T he Wachovia Bank teller had no idea that she would be robbed that day. Had she known, perhaps she would not have reported for duty. She would not experience an ordinary robbery, though. Not one involving drawn guns or threatening notes. Her life would not be in jeopardy. Nor would she witness a sophisticated scheme to drill through the bank's vault. This robbery would be deceitful and conniving, but as devastating in its effect as any armed caper.
Wachovia Bank customer Lavern Grisby had parked in the bank's parking lot. The shadows from the pine trees neatly lined across the back of the lot forced the warm autumn air to seem chilly. Lavern checked her garish makeup in the rearview mirror before she opened the car door. She quivered as an eerie chill came over her. Then she walked slowly and apprehensively from the handicapped parking space. She was a jazzy black woman, clad in daywear and donning a cane.
She reached the bank door. Before she reached out to open it, the door swung open. A security guard held the door open until she crossed the threshold. That was why she adored Wachovia, they provided extraordinary customer relations from the moment customers were on the property. She flashed him a prismatic smile and showcased teeth that were so perfectly capped that they were enviable. She thanked him and gleefully waltzed across the dark green carpet.
Lavern peered over her shoulder from time to time expecting a black, derelict thug brandishing a gun, or worse, a white man with a bomb foolishly wrapped snuggly about his throat to rush into the bank behind her, she fell in line behind three other customers. She prayed the bad men were on hiatus that morning.
Lavern stood in the roped line and used her cane as an additional leg. She rested her hand on the chrome post; it was cool. She was hot, though.

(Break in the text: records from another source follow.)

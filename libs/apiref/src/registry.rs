//! The endpoint registry.
//!
//! # Flow
//! 1. **Construction**: [`ApiBuilder::new`] validates the service descriptor
//!    and seeds the built-in monitoring entries.
//! 2. **Declaration**: [`ApiBuilder::declare`] validates one entry against the
//!    entries declared so far and appends it.
//! 3. **Publication**: [`ApiBuilder::reference`] projects the entries into the
//!    reference document at any time.
//! 4. **Hand-off**: [`ApiBuilder::build`] consumes the builder and produces a
//!    [`ServableApi`] for the dispatcher. Declaring after this point is not
//!    possible.
//!
//! Declarations are expected to happen sequentially during startup; the
//! builder takes `&mut self` and does no locking of its own.

use std::collections::HashMap;
use std::fmt;
use std::sync::Arc;

use axum::routing::MethodFilter;
use http::Method;

use crate::builtin::Builtin;
use crate::descriptor::ServiceDescriptor;
use crate::entry::{BLOB, EndpointEntry, EntryHandler, EntryOptions, Output};
use crate::error::{DeclarationErrors, Error, Result};
use crate::reference::{self, ReferenceDocument};
use crate::route::{CleanRoute, clean_route_and_params};
use crate::schema_path::{SchemaPathError, resolve_schema_path};
use crate::scopes::{ScopeExpressionValidator, TemplateValidator};
use crate::serve::{self, ServableApi, ServeOptions};
use crate::stability::Stability;

/// Accumulates and validates endpoint declarations for one service.
pub struct ApiBuilder {
    descriptor: ServiceDescriptor,
    scope_validator: Arc<dyn ScopeExpressionValidator>,
    entries: Vec<EndpointEntry>,
    /// `(method, declared route)` -> index into `entries`
    by_route: HashMap<(Method, String), usize>,
    /// `(method, clean route)` -> index into `entries`
    by_clean_route: HashMap<(Method, String), usize>,
    /// `name` -> index into `entries`
    by_name: HashMap<String, usize>,
    /// route shape (placeholders erased) -> clean route that claimed it
    shapes: HashMap<String, String>,
    has_schemas: bool,
}

impl ApiBuilder {
    /// Create a registry using the structural [`TemplateValidator`] for scopes.
    #[must_use]
    pub fn new(descriptor: ServiceDescriptor) -> Self {
        Self::with_scope_validator(descriptor, Arc::new(TemplateValidator))
    }

    /// Create a registry with an injected scope-expression validator.
    #[must_use]
    pub fn with_scope_validator(
        descriptor: ServiceDescriptor,
        scope_validator: Arc<dyn ScopeExpressionValidator>,
    ) -> Self {
        let mut builder = Self {
            descriptor,
            scope_validator,
            entries: Vec::new(),
            by_route: HashMap::new(),
            by_clean_route: HashMap::new(),
            by_name: HashMap::new(),
            shapes: HashMap::new(),
            has_schemas: false,
        };
        for builtin in Builtin::ALL {
            builder.push(builtin.entry());
        }
        builder
    }

    #[must_use]
    pub fn descriptor(&self) -> &ServiceDescriptor {
        &self.descriptor
    }

    /// Every entry, built-ins first, in declaration order.
    #[must_use]
    pub fn entries(&self) -> &[EndpointEntry] {
        &self.entries
    }

    #[must_use]
    pub fn entry(&self, name: &str) -> Option<&EndpointEntry> {
        self.by_name.get(name).map(|&i| &self.entries[i])
    }

    /// Whether any entry references an input or output schema.
    #[must_use]
    pub fn requires_schemas(&self) -> bool {
        self.has_schemas
    }

    /// Validate one declaration and append it.
    ///
    /// # Errors
    /// Returns the first violated rule; the registry is left unchanged.
    pub fn declare(&mut self, options: EntryOptions) -> Result<()> {
        let entry = self.validate(options)?;
        tracing::debug!(
            name = %entry.name,
            method = %entry.method,
            route = %entry.route,
            stability = %entry.stability,
            "declared API entry"
        );
        if entry.input.is_some() || matches!(entry.output, Some(Output::Schema(_))) {
            self.has_schemas = true;
        }
        self.push(entry);
        Ok(())
    }

    /// Declare every entry, collecting all failures instead of stopping at
    /// the first one.
    ///
    /// # Errors
    /// Returns every failure, in declaration order. Entries that passed
    /// validation stay declared.
    pub fn declare_all(
        &mut self,
        entries: impl IntoIterator<Item = EntryOptions>,
    ) -> Result<(), DeclarationErrors> {
        let errors: Vec<Error> = entries
            .into_iter()
            .filter_map(|options| self.declare(options).err())
            .collect();
        if errors.is_empty() {
            Ok(())
        } else {
            tracing::warn!(
                service = %self.descriptor.service_name(),
                failures = errors.len(),
                "API declarations failed"
            );
            Err(DeclarationErrors(errors))
        }
    }

    /// The reference document for the entries declared so far.
    #[must_use]
    pub fn reference(&self) -> ReferenceDocument {
        reference::generate(&self.descriptor, &self.entries)
    }

    /// Freeze the registry and hand it off for serving.
    ///
    /// # Errors
    /// - [`Error::DeprecatedOptionUsed`] if a pre-built validator was supplied
    /// - [`Error::MissingSchemaSet`] if entries use schemas and no schema set was given
    /// - [`Error::SchemaSet`] if the schema set fails to produce a validator
    /// - [`Error::MissingContext`] for declared context keys without a value
    /// - [`Error::UnknownContext`] for values supplied for undeclared keys
    /// - [`Error::MissingHandler`] for entries declared without a handler
    pub async fn build(self, options: ServeOptions) -> Result<ServableApi> {
        if options.validator.is_some() {
            return Err(Error::DeprecatedOptionUsed {
                entry: None,
                option: "validator",
                hint: "use a schema set instead",
            });
        }

        let validator = if self.has_schemas {
            let schema_set = options.schema_set.as_ref().ok_or(Error::MissingSchemaSet)?;
            Some(
                schema_set
                    .validator(&options.root_url)
                    .await
                    .map_err(Error::SchemaSet)?,
            )
        } else {
            None
        };

        for key in self.descriptor.context() {
            if !options.context.contains_key(key) {
                return Err(Error::MissingContext { key: key.clone() });
            }
        }
        for key in options.context.keys() {
            if !self.descriptor.context().contains(key) {
                return Err(Error::UnknownContext { key: key.clone() });
            }
        }

        let mut entries = self.entries;
        for entry in &mut entries {
            match &entry.handler {
                EntryHandler::Builtin(builtin) => {
                    entry.handler =
                        EntryHandler::Router(builtin.router(options.started, &options.versions));
                }
                EntryHandler::Router(_) => {}
                EntryHandler::Unset => {
                    return Err(Error::MissingHandler {
                        entry: entry.name.clone(),
                    });
                }
            }
        }

        tracing::info!(
            service = %self.descriptor.service_name(),
            api_version = %self.descriptor.api_version(),
            entries = entries.len(),
            schemas = validator.is_some(),
            "Building API"
        );

        Ok(ServableApi {
            descriptor: self.descriptor,
            entries,
            validator,
            context: serve::context_from(options.context),
            root_url: options.root_url,
            versions: options.versions,
        })
    }

    fn push(&mut self, entry: EndpointEntry) {
        let index = self.entries.len();
        self.by_route
            .insert((entry.method.clone(), entry.route.clone()), index);
        self.by_clean_route
            .insert((entry.method.clone(), entry.clean_route.clone()), index);
        self.by_name.insert(entry.name.clone(), index);
        self.shapes
            .insert(route_shape(&entry.clean_route), entry.clean_route.clone());
        self.entries.push(entry);
    }

    fn validate(&self, o: EntryOptions) -> Result<EndpointEntry> {
        let entry_name = o.name.as_deref().filter(|n| !n.is_empty());
        let required = |value: Option<String>, option: &'static str| {
            value
                .filter(|v| !v.is_empty())
                .ok_or_else(|| Error::missing(entry_name, option))
        };

        let name = required(o.name.clone(), "name")?;
        if o.route.is_empty() {
            return Err(Error::missing(Some(&name), "route"));
        }
        let title = required(o.title, "title")?;
        let description = required(o.description, "description")?;
        let category = required(o.category, "category")?;

        if MethodFilter::try_from(o.method.clone()).is_err() {
            return Err(Error::InvalidMethod {
                entry: Some(name),
                method: o.method.to_string(),
            });
        }

        // scopes may be explicitly empty, but must be stated
        let Some(scopes) = o.scopes else {
            return Err(Error::missing(Some(&name), "scopes"));
        };

        let stability = match o.stability.as_deref() {
            None => Stability::default(),
            Some(level) => level.parse().map_err(|_| Error::InvalidStability {
                entry: name.clone(),
                value: level.to_owned(),
            })?,
        };

        if let Some((key, reason)) = o.invalid_params.into_iter().next() {
            return Err(Error::InvalidParamValidator {
                entry: Some(name),
                key,
                reason,
            });
        }
        let mut params = self.descriptor.params().clone();
        params.extend(o.params);

        if let Some((key, reason)) = o.invalid_query.into_iter().next() {
            return Err(Error::InvalidQueryValidator {
                entry: name,
                key,
                reason,
            });
        }

        if o.defer_auth {
            return Err(Error::DeprecatedOptionUsed {
                entry: Some(name),
                option: "deferAuth",
                hint: "authorize inside the handler instead",
            });
        }

        if let Some(expr) = &scopes
            && !self.scope_validator.validate(expr)
        {
            return Err(Error::InvalidScopeExpression {
                entry: name,
                expression: expr.to_string(),
            });
        }

        if o.method == Method::GET && o.input.is_some() {
            return Err(Error::MethodSchemaConflict { entry: name });
        }

        if self
            .by_route
            .contains_key(&(o.method.clone(), o.route.clone()))
        {
            return Err(duplicate_route(&name, &o.method, &o.route));
        }
        if self.by_name.contains_key(&name) {
            return Err(Error::DuplicateName { entry: name });
        }

        let (input, output) = self.resolve_schemas(&name, o.input, o.output)?;

        let clean = self.check_route(&name, &o.method, &o.route)?;

        if stability == Stability::Deprecated {
            tracing::warn!(name = %name, "declaring deprecated API entry");
        }

        Ok(EndpointEntry {
            name,
            method: o.method,
            route: o.route,
            axum_path: clean.axum_path,
            clean_route: clean.route,
            route_params: clean.params,
            title,
            description,
            category,
            stability,
            scopes,
            params,
            query: o.query,
            input,
            output,
            no_publish: o.no_publish,
            handler: o.handler,
        })
    }

    /// Normalize schema filenames to versioned references.
    fn resolve_schemas(
        &self,
        name: &str,
        input: Option<String>,
        output: Option<String>,
    ) -> Result<(Option<String>, Option<Output>)> {
        let api_version = self.descriptor.api_version();
        let invalid = |field: &'static str| {
            move |source: SchemaPathError| Error::InvalidSchemaPath {
                entry: name.to_owned(),
                field,
                source,
            }
        };

        let input = input
            .map(|file| resolve_schema_path(&file, api_version))
            .transpose()
            .map_err(invalid("input"))?;
        let output = match output {
            None => None,
            Some(out) if out == BLOB => Some(Output::Blob),
            Some(file) => Some(Output::Schema(
                resolve_schema_path(&file, api_version).map_err(invalid("output"))?,
            )),
        };
        Ok((input, output))
    }

    /// Clean the route and check it can be routed next to the existing ones.
    fn check_route(&self, name: &str, method: &Method, route: &str) -> Result<CleanRoute> {
        let clean = clean_route_and_params(route).map_err(|source| Error::InvalidRoute {
            entry: name.to_owned(),
            source,
        })?;

        // `/a/:id` and `/a/:id([0-9]+)` clean to the same route
        if self
            .by_clean_route
            .contains_key(&(method.clone(), clean.route.clone()))
        {
            return Err(duplicate_route(name, method, route));
        }
        if let Some(existing) = self.shapes.get(&route_shape(&clean.route))
            && *existing != clean.route
        {
            return Err(Error::ConflictingRoute {
                entry: name.to_owned(),
                route: clean.route,
                existing: existing.clone(),
            });
        }
        Ok(clean)
    }
}

fn duplicate_route(entry: &str, method: &Method, route: &str) -> Error {
    Error::DuplicateRoute {
        entry: entry.to_owned(),
        method: method.to_string(),
        route: route.to_owned(),
    }
}

/// Erase parameter names so `/a/<id>` and `/a/<name>` compare equal.
fn route_shape(clean_route: &str) -> String {
    clean_route
        .split('/')
        .map(|seg| {
            if seg.starts_with('<') && seg.ends_with('>') {
                "<>"
            } else {
                seg
            }
        })
        .collect::<Vec<_>>()
        .join("/")
}

impl fmt::Debug for ApiBuilder {
    fn fmt(&self, f: &mut fmt::Formatter<'_>) -> fmt::Result {
        f.debug_struct("ApiBuilder")
            .field("service_name", &self.descriptor.service_name())
            .field("api_version", &self.descriptor.api_version())
            .field("entries", &self.entries.len())
            .field("has_schemas", &self.has_schemas)
            .finish_non_exhaustive()
    }
}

She pulled a church fan from her Chanel handbag and began to fan herself. The air hit her nostrils and she smelled the potpourri which sat in bowls all around the bank. She hoped that her allergies did not act up. If so, she would sweat and have a sneezing attack. Either would ruin her makeup, and ultimately, her day.
She turned her head to look around the bank and her large gray curls swung wildly. Along the wall behind her were three customer service representatives chatting with customers. To the left of them was the vault, complete with an armed sentry. Lavern glanced at her watch and then was instructed by a white flashing arrow to proceed to the available teller.
In front of the teller, she removed extra-large Fendi glasses and slipped them into her bag. She used a gloved hand and a fancy pen to sign a withdrawal slip.
"How may I help you today?" the teller asked smiling.
"A withdrawal, sweetie," Lavern said, and stacked above that she said, "Here's a withdrawal slip from the back of my checkbook. I have signed the slip, but with my arthritis,"-she held up a mildly shaking writing hand-"Could you? Would you mind filling out the remainder of the slip?" she pleaded in her raspy, deep, Southern drawl.
The teller looked at the elderly woman and said, "Of course not, ma'am. I have your account number here on the bottom of the slip. All I need is the amount you'd like to withdraw and see photo identification along with a second form of ID."
"Oh, certainly," Lavern said, pulling out her wallet to retrieve her ID. "I need a cashier's check for ... Shoot," Lavern said, frustratingly, as she passed the teller her ID. She took a deep breath and then coughed into a cupped hand over her mouth. "Pardon me," she said, apologetically.
"It's okay, Ms. Grisby," the teller cooed. "Take your time," she told her. "Can I get you a cup of water?"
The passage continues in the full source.